__Work task__
Search the entries for the line containing "mod navigation;". Repeat it, then every line after it, exactly through the final line.

__Records for this exercise__
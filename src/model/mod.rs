//! Data models for the drawing viewer.

mod metadata;
mod navigation;
mod ordered;
mod transform;

pub use metadata::{
    Discipline, DisciplineHistory, DisciplineInfo, Drawing, DrawingMetadata, Polygon, Position,
    ProjectInfo, Region, Revision,
};
pub use navigation::{
    NavigationNode, NavigationTree, NodeData, NodeId, NodeKind, ParsedDrawingData, RevisionEntry,
    discipline_node_id, drawing_node_id, find_revision, region_node_id, related_revisions,
    revision_node_id,
};
pub use ordered::OrderedMap;
pub use transform::{ImageTransform, Placement, PolygonTransform};
//! Unit tests for the metadata parser.
//!
//! These tests cover node creation, tree consistency, the flat revision
//! index and the degraded handling of malformed hierarchies.

mod fixtures;
mod tree_tests;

__Exercise result__
mod navigation;
mod ordered;
mod transform;

pub use metadata::{
    Discipline, DisciplineHistory, DisciplineInfo, Drawing, DrawingMetadata, Polygon, Position,
    ProjectInfo, Region, Revision,
};
pub use navigation::{
    NavigationNode, NavigationTree, NodeData, NodeId, NodeKind, ParsedDrawingData, RevisionEntry,
    discipline_node_id, drawing_node_id, find_revision, region_node_id, related_revisions,
    revision_node_id,
};
pub use ordered::OrderedMap;
pub use transform::{ImageTransform, Placement, PolygonTransform};
//! Unit tests for the metadata parser.
//!
//! These tests cover node creation, tree consistency, the flat revision
//! index and the degraded handling of malformed hierarchies.

mod fixtures;
mod tree_tests;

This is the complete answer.